→ **What is required**: Print the records below exactly, leaving out nothing.

→ **Input material**:
use crate::{parameters::ParameterValue, query::Dialect, result::Result};

/// A result row keyed by column name, in column order
pub type Row = serde_json::Map<String, serde_json::Value>;

/// Outcome of a single prepared-statement execution
#[derive(Debug, Clone, Default, PartialEq)]
pub struct Executed {
    /// Rows changed by a mutation, or rows produced by a row-returning statement
    pub affected_rows: u64,
    /// Identifier generated by the most recent successful INSERT on the connection
    pub last_insert_id: i64,
    /// Materialized rows when the statement returns a result set
    pub rows: Option<Vec<Row>>,
}

/// Trait for executing parameterized SQL against a database backend.
///
/// Every call blocks until the underlying client returns. Implementations
/// hold exactly one connection.
pub trait Driver {
    /// SQL dialect the generated CRUD statements must follow
    fn dialect(&self) -> Dialect;

    /// Prepare `sql`, bind `params` positionally and execute it
    fn execute(&mut self, sql: &str, params: &[ParameterValue]) -> Result<Executed>;

    fn begin(&mut self) -> Result<()>;

    fn commit(&mut self) -> Result<()>;

    fn rollback(&mut self) -> Result<()>;
}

→ **Task output**:
use crate::{parameters::ParameterValue, query::Dialect, result::Result};

/// A result row keyed by column name, in column order
pub type Row = serde_json::Map<String, serde_json::Value>;

/// Outcome of a single prepared-statement execution
#[derive(Debug, Clone, Default, PartialEq)]
pub struct Executed {
    /// Rows changed by a mutation, or rows produced by a row-returning statement
    pub affected_rows: u64,
    /// Identifier generated by the most recent successful INSERT on the connection
    pub last_insert_id: i64,
    /// Materialized rows when the statement returns a result set
    pub rows: Option<Vec<Row>>,
}

/// Trait for executing parameterized SQL against a database backend.
///
/// Every call blocks until the underlying client returns. Implementations
/// hold exactly one connection.
pub trait Driver {
    /// SQL dialect the generated CRUD statements must follow
    fn dialect(&self) -> Dialect;

    /// Prepare `sql`, bind `params` positionally and execute it
    fn execute(&mut self, sql: &str, params: &[ParameterValue]) -> Result<Executed>;

    fn begin(&mut self) -> Result<()>;

    fn commit(&mut self) -> Result<()>;

    fn rollback(&mut self) -> Result<()>;
}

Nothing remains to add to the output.